**PROBLEM TO WORK ON:** Please read the records below and return each line holding the string "true".

START GIVEN DATA

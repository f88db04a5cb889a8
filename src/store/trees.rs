pub const PROGRESS: &str = "progress";
use thiserror::Error;
use tracing_appender::rolling::{InitError, RollingFileAppender, Rotation};
use tracing_subscriber::util::TryInitError;
use tracing_subscriber::{fmt, layer::SubscriberExt, util::SubscriberInitExt, EnvFilter, Registry};

#[derive(Debug, Clone)]
pub struct LogConfig {
    pub log_level: String,
    pub enable_file_logs: bool,
    pub log_dir: String,
}

impl Default for LogConfig {
    fn default() -> Self {
        Self {
            log_level: "info".to_string(),
            enable_file_logs: false,
            log_dir: "./logs".to_string(),
        }
    }
}

#[derive(Debug, Error)]
pub enum LoggingError {
    #[error("failed to create rolling file appender: {0}")]
    Appender(#[from] InitError),
    #[error("failed to initialize tracing: {0}")]
    Subscriber(#[from] TryInitError),
}

/// Installs the global subscriber. A subscriber that is already set (e.g.
/// by another test) is not an error.
pub fn init_tracing(config: &LogConfig) -> Result<(), LoggingError> {
    let env_filter =
        EnvFilter::try_from_default_env().unwrap_or_else(|_| EnvFilter::new(&config.log_level));

    let stdout_layer = fmt::layer().with_target(true).with_thread_ids(false);

    let registry = Registry::default().with(env_filter).with(stdout_layer);

    let result = if config.enable_file_logs {
        let file_appender = RollingFileAppender::builder()
            .rotation(Rotation::DAILY)
            .filename_prefix("flashcard-progress")
            .filename_suffix("log")
            .max_log_files(30)
            .build(&config.log_dir)?;
        let file_layer = fmt::layer()
            .with_writer(file_appender)
            .with_ansi(false)
            .json();
        registry.with(file_layer).try_init()
    } else {
        registry.try_init()
    };

    match result {
        Err(e) if !e.to_string().contains("already been set") => Err(e.into()),
        _ => Ok(()),
    }
}

#[cfg(test)]
mod tests {
    use super::*;

    #[test]
    fn init_is_idempotent() {
        let cfg = LogConfig::default();
        init_tracing(&cfg).unwrap();
        init_tracing(&cfg).unwrap();
    }

    #[test]
    fn file_logging_after_global_init_is_tolerated() {
        let dir = tempfile::tempdir().unwrap();
        let cfg = LogConfig {
            enable_file_logs: true,
            log_dir: dir.path().to_string_lossy().into_owned(),
            ..LogConfig::default()
        };
        init_tracing(&LogConfig::default()).unwrap();
        init_tracing(&cfg).unwrap();
    }
}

END GIVEN DATA

**EXPECTED ANSWER:**
    let stdout_layer = fmt::layer().with_target(true).with_thread_ids(false);
            enable_file_logs: true,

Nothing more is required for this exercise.